**INPUT FOR THIS TASK**
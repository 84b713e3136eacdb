//! Bot orchestration - lifecycle, state, and the evaluation loop
//!
//! `BotController` owns the single background evaluation task and the
//! shared `BotState`; `run_cycle` is the per-tick pipeline from candle
//! fetch to trade notification.

pub mod config;
pub mod controller;
pub mod cycle;
mod runner;
pub mod state;

// Re-export commonly used types
pub use config::BotConfig;
pub use controller::BotController;
pub use cycle::{CycleError, CycleReport};
pub use state::{BotState, LogBuffer, LogSink};
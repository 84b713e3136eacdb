//! Structure-break setup evaluation
//!
//! Inspects the pivot structure of the most recent candles for trend
//! continuation: a higher low plus a higher high proposes a long entry, a
//! lower low plus a lower high proposes a short. Both directions are
//! evaluated independently each cycle. Too little structure in the window
//! is an expected outcome, not an error.

use serde::{Deserialize, Serialize};

use super::candles::Candle;
use super::pivots::{high_pivot_prices, low_pivot_prices, PivotLabel};

/// Trade direction.
#[derive(Debug, Clone, Copy, PartialEq, Eq, Serialize, Deserialize)]
pub enum Direction {
    Long,
    Short,
}

impl std::fmt::Display for Direction {
    fn fmt(&self, f: &mut std::fmt::Formatter<'_>) -> std::fmt::Result {
        match self {
            Self::Long => write!(f, "LONG"),
            Self::Short => write!(f, "SHORT"),
        }
    }
}

/// A proposed trade, valid only for the cycle that produced it.
#[derive(Debug, Clone, Copy, PartialEq, Serialize, Deserialize)]
pub struct Setup {
    pub direction: Direction,
    pub entry: f64,
    pub stop_loss: f64,
    pub take_profit: f64,
}

/// Parameters for setup evaluation.
#[derive(Debug, Clone, Serialize, Deserialize)]
pub struct SetupConfig {
    /// Number of most recent candles to inspect for pivot structure.
    pub lookback: usize,
    /// Reward-to-risk multiple applied to the stop distance.
    pub reward_ratio: f64,
}

impl Default for SetupConfig {
    fn default() -> Self {
        Self {
            lookback: 10,
            reward_ratio: 2.0,
        }
    }
}

/// The last two low-pivot and high-pivot prices within the lookback
/// window, in time order. `None` until the series holds a full lookback
/// window with at least two pivots of each kind.
fn recent_pivot_pairs(
    candles: &[Candle],
    labels: &[PivotLabel],
    lookback: usize,
) -> Option<((f64, f64), (f64, f64))> {
    if candles.len() < lookback {
        return None;
    }
    let start = candles.len() - lookback;
    let window = &candles[start..];
    let window_labels = labels.get(start..)?;

    let lows = low_pivot_prices(window, window_labels);
    let highs = high_pivot_prices(window, window_labels);
    if lows.len() < 2 || highs.len() < 2 {
        return None;
    }

    Some((
        (lows[lows.len() - 2], lows[lows.len() - 1]),
        (highs[highs.len() - 2], highs[highs.len() - 1]),
    ))
}

/// Propose a long on a higher low plus higher high. Entry is the latest
/// close, stop at the most recent low pivot, target at the configured
/// reward multiple of the stop distance.
pub fn check_bullish_setup(
    candles: &[Candle],
    labels: &[PivotLabel],
    config: &SetupConfig,
) -> Option<Setup> {
    let ((low1, low2), (high1, high2)) = recent_pivot_pairs(candles, labels, config.lookback)?;
    if low2 > low1 && high2 > high1 {
        let entry = candles.last()?.close;
        let stop_loss = low2;
        let take_profit = entry + (entry - stop_loss) * config.reward_ratio;
        return Some(Setup {
            direction: Direction::Long,
            entry,
            stop_loss,
            take_profit,
        });
    }
    None
}

/// Propose a short on a lower low plus lower high, mirrored from the
/// bullish case with the stop at the most recent high pivot.
pub fn check_bearish_setup(
    candles: &[Candle],
    labels: &[PivotLabel],
    config: &SetupConfig,
) -> Option<Setup> {
    let ((low1, low2), (high1, high2)) = recent_pivot_pairs(candles, labels, config.lookback)?;
    if low2 < low1 && high2 < high1 {
        let entry = candles.last()?.close;
        let stop_loss = high2;
        let take_profit = entry - (stop_loss - entry) * config.reward_ratio;
        return Some(Setup {
            direction: Direction::Short,
            entry,
            stop_loss,
            take_profit,
        });
    }
    None
}

/// Evaluate both directions independently. Pathological data may yield
/// two setups in the same cycle; that is legal.
pub fn check_setups(candles: &[Candle], labels: &[PivotLabel], config: &SetupConfig) -> Vec<Setup> {
    let mut setups = Vec::new();
    if let Some(setup) = check_bullish_setup(candles, labels, config) {
        setups.push(setup);
    }
    if let Some(setup) = check_bearish_setup(candles, labels, config) {
        setups.push(setup);
    }
    setups
}

#[cfg(test)]
mod tests {
    use super::*;
    use chrono::{TimeZone, Utc};

    fn candle(i: usize, high: f64, low: f64, close: f64) -> Candle {
        Candle {
            timestamp: Utc.timestamp_opt(1_700_000_000 + i as i64 * 900, 0).unwrap(),
            open: close,
            high,
            low,
            close,
            volume: 10.0,
        }
    }

    /// Build a ten-candle window with hand-placed pivot labels. Pivot
    /// prices are carried on the candle the label points at.
    fn labeled_window(
        lows: &[(usize, f64)],
        highs: &[(usize, f64)],
        latest_close: f64,
    ) -> (Vec<Candle>, Vec<PivotLabel>) {
        let mut candles: Vec<Candle> = (0..10)
            .map(|i| candle(i, 1000.0, 0.0, latest_close))
            .collect();
        let mut labels = vec![PivotLabel::default(); 10];

        for &(i, price) in lows {
            candles[i].low = price;
            labels[i].low = true;
        }
        for &(i, price) in highs {
            candles[i].high = price;
            labels[i].high = true;
        }
        (candles, labels)
    }

    #[test]
    fn test_bullish_setup_higher_low_higher_high() {
        let (candles, labels) =
            labeled_window(&[(2, 10.0), (6, 12.0)], &[(4, 20.0), (8, 25.0)], 30.0);
        let setup = check_bullish_setup(&candles, &labels, &SetupConfig::default()).unwrap();

        assert_eq!(setup.direction, Direction::Long);
        assert_eq!(setup.entry, 30.0);
        assert_eq!(setup.stop_loss, 12.0);
        assert_eq!(setup.take_profit, 66.0); // 30 + (30 - 12) * 2

        assert!(check_bearish_setup(&candles, &labels, &SetupConfig::default()).is_none());
    }

    #[test]
    fn test_bearish_setup_lower_low_lower_high() {
        let (candles, labels) =
            labeled_window(&[(2, 12.0), (6, 10.0)], &[(4, 25.0), (8, 20.0)], 15.0);
        let setup = check_bearish_setup(&candles, &labels, &SetupConfig::default()).unwrap();

        assert_eq!(setup.direction, Direction::Short);
        assert_eq!(setup.entry, 15.0);
        assert_eq!(setup.stop_loss, 20.0);
        assert_eq!(setup.take_profit, 5.0); // 15 - (20 - 15) * 2

        assert!(check_bullish_setup(&candles, &labels, &SetupConfig::default()).is_none());
    }

    #[test]
    fn test_insufficient_pivots_yield_no_setup() {
        // one low pivot, two high pivots
        let (candles, labels) = labeled_window(&[(2, 10.0)], &[(4, 20.0), (8, 25.0)], 30.0);
        assert!(check_setups(&candles, &labels, &SetupConfig::default()).is_empty());

        // two lows, one high
        let (candles, labels) = labeled_window(&[(2, 10.0), (6, 12.0)], &[(4, 20.0)], 30.0);
        assert!(check_setups(&candles, &labels, &SetupConfig::default()).is_empty());
    }

    #[test]
    fn test_mixed_structure_yields_no_setup() {
        // lower low but higher high matches neither direction
        let (candles, labels) =
            labeled_window(&[(2, 12.0), (6, 10.0)], &[(4, 20.0), (8, 25.0)], 30.0);
        assert!(check_setups(&candles, &labels, &SetupConfig::default()).is_empty());
    }

    #[test]
    fn test_pivots_outside_lookback_are_ignored() {
        // 12 candles; the older low pivot falls outside the 10-candle
        // window, leaving only one low pivot inside it.
        let mut candles: Vec<Candle> = (0..12).map(|i| candle(i, 1000.0, 0.0, 30.0)).collect();
        let mut labels = vec![PivotLabel::default(); 12];
        candles[1].low = 10.0;
        labels[1].low = true;
        candles[6].low = 12.0;
        labels[6].low = true;
        for &(i, price) in &[(4usize, 20.0), (8usize, 25.0)] {
            candles[i].high = price;
            labels[i].high = true;
        }

        assert!(check_bullish_setup(&candles, &labels, &SetupConfig::default()).is_none());
    }

    #[test]
    fn test_fewer_than_lookback_candles_yield_no_setup() {
        let (mut candles, mut labels) =
            labeled_window(&[(2, 10.0), (6, 12.0)], &[(4, 20.0), (8, 25.0)], 30.0);
        candles.truncate(9);
        labels.truncate(9);
        assert!(check_setups(&candles, &labels, &SetupConfig::default()).is_empty());
    }
}
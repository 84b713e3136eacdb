//! Trading Core - swing-structure strategy logic
//!
//! This module contains the broker-agnostic strategy components:
//! - Candle series validation
//! - Swing pivot labeling
//! - Support/resistance zone extraction
//! - Bullish/bearish structure-break setup evaluation
//! - Risk-based position sizing

pub mod candles;
pub mod pivots;
pub mod setup;
pub mod sizing;
pub mod zones;

// Re-export commonly used types
pub use candles::{Candle, CandleError, CandleSeries};
pub use pivots::{high_pivot_prices, label_pivots, low_pivot_prices, PivotLabel};
pub use setup::{
    check_bearish_setup, check_bullish_setup, check_setups, Direction, Setup, SetupConfig,
};
pub use sizing::position_size;
pub use zones::{detect_zones, Zone, ZoneKind, DEFAULT_SENSITIVITY};
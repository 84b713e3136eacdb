//! The evaluation loop
//!
//! One background task per controller. Each cycle re-checks the balance
//! guard, runs the pipeline, and then sleeps out the cadence. The stop
//! signal interrupts the sleep but never the in-flight cycle; a cycle
//! error is logged and the loop continues. The loop clears the running
//! flag itself on every exit path.

use std::sync::Arc;
use std::time::Duration;
use tokio::sync::watch;
use tokio::time::sleep;
use tracing::{debug, info, warn};

use super::config::BotConfig;
use super::cycle::run_cycle;
use super::state::{BotState, LogSink};
use crate::execution::TradeSink;
use crate::sources::CandleSource;

pub(crate) async fn run_loop(
    config: BotConfig,
    state: Arc<BotState>,
    source: Arc<dyn CandleSource>,
    executor: Arc<dyn TradeSink>,
    log: Arc<dyn LogSink>,
    mut stop_rx: watch::Receiver<bool>,
) {
    info!(symbol = %config.symbol, "evaluation loop started");

    loop {
        if *stop_rx.borrow() {
            log.append("bot stopped");
            info!("stop signal observed");
            break;
        }

        let balance = state.balance();
        if balance < config.min_viable_balance {
            // terminal self-stop, logged once
            log.append("balance too low, stopping bot");
            warn!(balance, "balance below minimum viable, stopping");
            break;
        }

        match run_cycle(
            &config,
            balance,
            source.as_ref(),
            executor.as_ref(),
            log.as_ref(),
        )
        .await
        {
            Ok(report) => {
                debug!(
                    candles = report.candles,
                    zones = report.zones,
                    trades = report.trades.len(),
                    "cycle complete"
                );
            }
            Err(err) if err.is_recoverable() => {
                log.append(&format!("Error: {err}"));
                warn!(error = %err, "cycle failed, continuing");
            }
            Err(err) => {
                log.append(&format!("Fatal error: {err}"));
                warn!(error = %err, "cycle failed, stopping");
                break;
            }
        }

        tokio::select! {
            _ = sleep(Duration::from_secs(config.cycle_interval_secs)) => {}
            changed = stop_rx.changed() => {
                // a dropped sender means the controller is gone
                if changed.is_err() {
                    break;
                }
            }
        }
    }

    state.set_running(false);
    info!("evaluation loop exited");
}
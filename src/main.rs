use anyhow::Result;
use clap::Parser;
use std::sync::Arc;
use tracing::info;

use pivotflow::bot::{BotConfig, BotController, LogBuffer, LogSink};
use pivotflow::execution::{PaperTradeSink, TradeSink};
use pivotflow::sources::{CandleSource, SyntheticCandleSource};

#[derive(Parser, Debug)]
#[command(author, version, about)]
struct Args {
    /// Symbol to evaluate
    #[arg(short, long, env = "PIVOTFLOW_SYMBOL", default_value = "BTC/USDT")]
    symbol: String,

    /// Candle timeframe (e.g., "15m", "1h")
    #[arg(short, long, default_value = "15m")]
    timeframe: String,

    /// Starting balance
    #[arg(short, long, default_value = "10.0")]
    balance: f64,

    /// Fraction of balance risked per trade
    #[arg(long, default_value = "0.02")]
    risk_per_trade: f64,

    /// Leverage multiplier on the notional cap
    #[arg(long, default_value = "1.0")]
    leverage: f64,

    /// Seconds between evaluation cycles
    #[arg(long, default_value = "60")]
    interval: u64,

    /// Base price for the synthetic candle source
    #[arg(long, default_value = "30000.0")]
    base_price: f64,

    /// Seed for the synthetic candle source (random when omitted)
    #[arg(long)]
    seed: Option<u64>,
}

#[tokio::main]
async fn main() -> Result<()> {
    dotenvy::dotenv().ok();

    tracing_subscriber::fmt()
        .with_env_filter(
            tracing_subscriber::EnvFilter::try_from_default_env()
                .unwrap_or_else(|_| "pivotflow=info".into()),
        )
        .init();

    let args = Args::parse();

    let config = BotConfig {
        symbol: args.symbol,
        timeframe: args.timeframe,
        risk_per_trade: args.risk_per_trade,
        leverage: args.leverage,
        initial_balance: args.balance,
        cycle_interval_secs: args.interval,
        ..BotConfig::default()
    };

    let source: Arc<dyn CandleSource> = Arc::new(match args.seed {
        Some(seed) => SyntheticCandleSource::seeded(args.base_price, 0.01, seed),
        None => SyntheticCandleSource::new(args.base_price, 0.01),
    });
    let executor = Arc::new(PaperTradeSink::new());
    let log = Arc::new(LogBuffer::new());

    let controller = BotController::new(
        config,
        source,
        Arc::clone(&executor) as Arc<dyn TradeSink>,
        Arc::clone(&log) as Arc<dyn LogSink>,
    );

    controller.start().await;
    info!("bot running, press Ctrl-C to stop");

    tokio::signal::ctrl_c().await?;
    info!("shutting down");
    controller.stop().await;

    info!(
        balance = controller.balance(),
        trades = executor.trade_count(),
        "final state"
    );
    for entry in log.tail(50) {
        info!("{}", entry);
    }

    Ok(())
}
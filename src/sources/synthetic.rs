//! Synthetic candle generation
//!
//! Random-walk OHLCV generator used when no exchange feed is wired in.
//! Each bar opens at the previous close and moves by a normally
//! distributed return, with wicks extended beyond the body so every
//! candle satisfies the series invariant by construction.

use anyhow::Result;
use async_trait::async_trait;
use chrono::{Duration, Utc};
use rand::rngs::StdRng;
use rand::{Rng, SeedableRng};
use rand_distr::{Distribution, Normal, Uniform};
use std::sync::Mutex;

use super::CandleSource;
use crate::trading_core::Candle;

/// Seedable random-walk candle source.
pub struct SyntheticCandleSource {
    base_price: f64,
    /// Per-bar return standard deviation, as a fraction of price.
    volatility: f64,
    rng: Mutex<StdRng>,
}

impl SyntheticCandleSource {
    pub fn new(base_price: f64, volatility: f64) -> Self {
        Self::with_rng(base_price, volatility, StdRng::from_entropy())
    }

    /// Fixed seed for reproducible runs.
    pub fn seeded(base_price: f64, volatility: f64, seed: u64) -> Self {
        Self::with_rng(base_price, volatility, StdRng::seed_from_u64(seed))
    }

    fn with_rng(base_price: f64, volatility: f64, rng: StdRng) -> Self {
        Self {
            base_price,
            volatility,
            rng: Mutex::new(rng),
        }
    }
}

/// Parse a timeframe like "15m" or "1h" into its bar length. Unknown
/// formats fall back to 15 minutes.
fn timeframe_duration(timeframe: &str) -> Duration {
    let (value, unit) = timeframe.split_at(timeframe.len().saturating_sub(1));
    let n: i64 = value.parse().unwrap_or(15);
    match unit {
        "s" => Duration::seconds(n),
        "h" => Duration::hours(n),
        "d" => Duration::days(n),
        _ => Duration::minutes(n),
    }
}

#[async_trait]
impl CandleSource for SyntheticCandleSource {
    async fn fetch_recent_candles(
        &self,
        _symbol: &str,
        timeframe: &str,
        limit: usize,
    ) -> Result<Vec<Candle>> {
        let step = timeframe_duration(timeframe);
        let end = Utc::now();

        let mut rng = self.rng.lock().unwrap_or_else(|e| e.into_inner());
        let returns = Normal::new(0.0, self.volatility)?;
        let volume = Uniform::new(10.0, 100.0);

        let mut candles = Vec::with_capacity(limit);
        let mut price = self.base_price;
        for i in 0..limit {
            let open = price;
            let close = (open * (1.0 + returns.sample(&mut *rng))).max(open * 0.5);
            let body_high = open.max(close);
            let body_low = open.min(close);
            let wick = returns.sample(&mut *rng).abs();
            let high = body_high * (1.0 + wick);
            let low = (body_low * (1.0 - wick)).max(0.0);

            candles.push(Candle {
                timestamp: end - step * (limit - i) as i32,
                open,
                high,
                low,
                close,
                volume: rng.sample(volume),
            });
            price = close;
        }

        Ok(candles)
    }
}
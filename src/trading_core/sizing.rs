//! Risk-based position sizing
//!
//! Converts a proposed entry/stop pair and the current balance into a
//! trade size under a fixed risk-per-trade fraction, capped so the
//! position's notional never exceeds the leveraged balance.

/// Size a position so that hitting the stop loses at most
/// `balance * risk_per_trade`. A zero stop distance or a non-positive
/// entry cannot be sized and returns 0 rather than an error.
pub fn position_size(
    entry: f64,
    stop_loss: f64,
    balance: f64,
    risk_per_trade: f64,
    leverage: f64,
) -> f64 {
    let price_diff = (entry - stop_loss).abs();
    if price_diff == 0.0 || entry <= 0.0 {
        return 0.0;
    }

    let risk_amount = balance * risk_per_trade;
    let size = risk_amount / price_diff;
    size.min(balance * leverage / entry)
}
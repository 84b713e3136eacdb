//! OHLCV candle data model
//!
//! Candles arrive oldest-first from a `CandleSource` and are validated
//! into a `CandleSeries` before any strategy code sees them.

use chrono::{DateTime, Utc};
use serde::{Deserialize, Serialize};
use thiserror::Error;

/// A single OHLCV bar. Immutable once produced.
#[derive(Debug, Clone, Copy, PartialEq, Serialize, Deserialize)]
pub struct Candle {
    pub timestamp: DateTime<Utc>,
    pub open: f64,
    pub high: f64,
    pub low: f64,
    pub close: f64,
    pub volume: f64,
}

impl Candle {
    /// Check the per-candle invariants: non-negative fields and
    /// `low <= open, close <= high`.
    pub fn validate(&self) -> Result<(), CandleError> {
        let fields = [self.open, self.high, self.low, self.close, self.volume];
        if fields.iter().any(|v| !v.is_finite() || *v < 0.0) {
            return Err(CandleError::NegativeField {
                timestamp: self.timestamp,
            });
        }
        let body_ok = self.low <= self.open
            && self.open <= self.high
            && self.low <= self.close
            && self.close <= self.high;
        if !body_ok {
            return Err(CandleError::InconsistentRange {
                timestamp: self.timestamp,
            });
        }
        Ok(())
    }
}

/// Validation failures for incoming candle data.
///
/// These surface as the "malformed candle data" case of the per-cycle
/// error taxonomy, never as a panic.
#[derive(Debug, Error)]
pub enum CandleError {
    #[error("candle at {timestamp} has a negative or non-finite field")]
    NegativeField { timestamp: DateTime<Utc> },

    #[error("candle at {timestamp} violates low <= open/close <= high")]
    InconsistentRange { timestamp: DateTime<Utc> },

    #[error("candle timestamps not strictly increasing at index {index}")]
    OutOfOrder { index: usize },
}

/// Ordered sequence of candles, oldest first, strictly increasing
/// timestamps.
#[derive(Debug, Clone, PartialEq, Serialize, Deserialize)]
pub struct CandleSeries {
    candles: Vec<Candle>,
}

impl CandleSeries {
    /// Validate raw candles into a series.
    pub fn new(candles: Vec<Candle>) -> Result<Self, CandleError> {
        for candle in &candles {
            candle.validate()?;
        }
        for (index, pair) in candles.windows(2).enumerate() {
            if pair[1].timestamp <= pair[0].timestamp {
                return Err(CandleError::OutOfOrder { index: index + 1 });
            }
        }
        Ok(Self { candles })
    }

    pub fn as_slice(&self) -> &[Candle] {
        &self.candles
    }

    pub fn len(&self) -> usize {
        self.candles.len()
    }

    pub fn is_empty(&self) -> bool {
        self.candles.is_empty()
    }

    /// Most recent candle, if any.
    pub fn latest(&self) -> Option<&Candle> {
        self.candles.last()
    }

    /// Close of the most recent candle.
    pub fn latest_close(&self) -> Option<f64> {
        self.latest().map(|c| c.close)
    }
}

#[cfg(test)]
mod tests {
    use super::*;
    use chrono::TimeZone;

    fn candle(minute: u32, open: f64, high: f64, low: f64, close: f64) -> Candle {
        Candle {
            timestamp: Utc.with_ymd_and_hms(2024, 1, 1, 0, minute, 0).unwrap(),
            open,
            high,
            low,
            close,
            volume: 50.0,
        }
    }

    #[test]
    fn test_valid_series() {
        let series = CandleSeries::new(vec![
            candle(0, 100.0, 105.0, 99.0, 104.0),
            candle(15, 104.0, 106.0, 103.0, 105.0),
        ])
        .unwrap();

        assert_eq!(series.len(), 2);
        assert_eq!(series.latest_close(), Some(105.0));
    }

    #[test]
    fn test_rejects_inconsistent_range() {
        // open above high
        let result = CandleSeries::new(vec![candle(0, 110.0, 105.0, 99.0, 104.0)]);
        assert!(matches!(result, Err(CandleError::InconsistentRange { .. })));

        // close below low
        let result = CandleSeries::new(vec![candle(0, 100.0, 105.0, 99.0, 98.0)]);
        assert!(matches!(result, Err(CandleError::InconsistentRange { .. })));
    }

    #[test]
    fn test_rejects_negative_field() {
        let result = CandleSeries::new(vec![candle(0, 100.0, 105.0, -1.0, 104.0)]);
        assert!(matches!(result, Err(CandleError::NegativeField { .. })));
    }

    #[test]
    fn test_rejects_out_of_order_timestamps() {
        let result = CandleSeries::new(vec![
            candle(15, 100.0, 105.0, 99.0, 104.0),
            candle(0, 104.0, 106.0, 103.0, 105.0),
        ]);
        assert!(matches!(result, Err(CandleError::OutOfOrder { index: 1 })));
    }

    #[test]
    fn test_empty_series_is_valid() {
        let series = CandleSeries::new(Vec::new()).unwrap();
        assert!(series.is_empty());
        assert_eq!(series.latest_close(), None);
    }
}
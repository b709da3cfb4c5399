use std::fmt;

/// Semantic classification of a template cell.
///
/// Roles drive merge behavior: `Header` and `Data` cells are never written,
/// `Add` cells accumulate text in place, `Stub`/`GroupStub` cells identify
/// rows, and `Input` cells receive record values.
#[derive(
    Debug,
    Clone,
    Copy,
    PartialEq,
    Eq,
    PartialOrd,
    Ord,
    Hash,
    serde::Serialize,
    serde::Deserialize,
)]
pub enum Role {
    Header,
    Stub,
    GroupStub,
    Input,
    Add,
    Data,
    Unclassified,
}

impl Role {
    /// Header and Data cells are preserved verbatim by every merge.
    pub fn is_immutable(self) -> bool {
        matches!(self, Self::Header | Self::Data)
    }

    /// Stub and GroupStub cells carry row-identifying labels.
    pub fn is_label(self) -> bool {
        matches!(self, Self::Stub | Self::GroupStub)
    }
}

impl fmt::Display for Role {
    fn fmt(&self, f: &mut fmt::Formatter<'_>) -> fmt::Result {
        let name = match self {
            Self::Header => "header",
            Self::Stub => "stub",
            Self::GroupStub => "gstub",
            Self::Input => "input",
            Self::Add => "add",
            Self::Data => "data",
            Self::Unclassified => "unclassified",
        };
        f.write_str(name)
    }
}

/// Identifier unifying cells that represent the same logical field.
///
/// Only `Input` cells share a `RoleId` across rows; every other role's
/// identity is the cell itself and receives a unique id at classification.
#[derive(
    Debug,
    Clone,
    PartialEq,
    Eq,
    PartialOrd,
    Ord,
    Hash,
    serde::Serialize,
    serde::Deserialize,
)]
#[serde(transparent)]
pub struct RoleId(String);

impl RoleId {
    pub fn new(id: impl Into<String>) -> Self {
        Self(id.into())
    }

    pub fn as_str(&self) -> &str {
        &self.0
    }
}

impl fmt::Display for RoleId {
    fn fmt(&self, f: &mut fmt::Formatter<'_>) -> fmt::Result {
        f.write_str(&self.0)
    }
}

impl From<&str> for RoleId {
    fn from(id: &str) -> Self {
        Self(id.to_string())
    }
}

**ACTIVITY**
Tally the lines of the data that contain the word "every", and give only that tally.

**SOLUTION TO THIS TASK**
4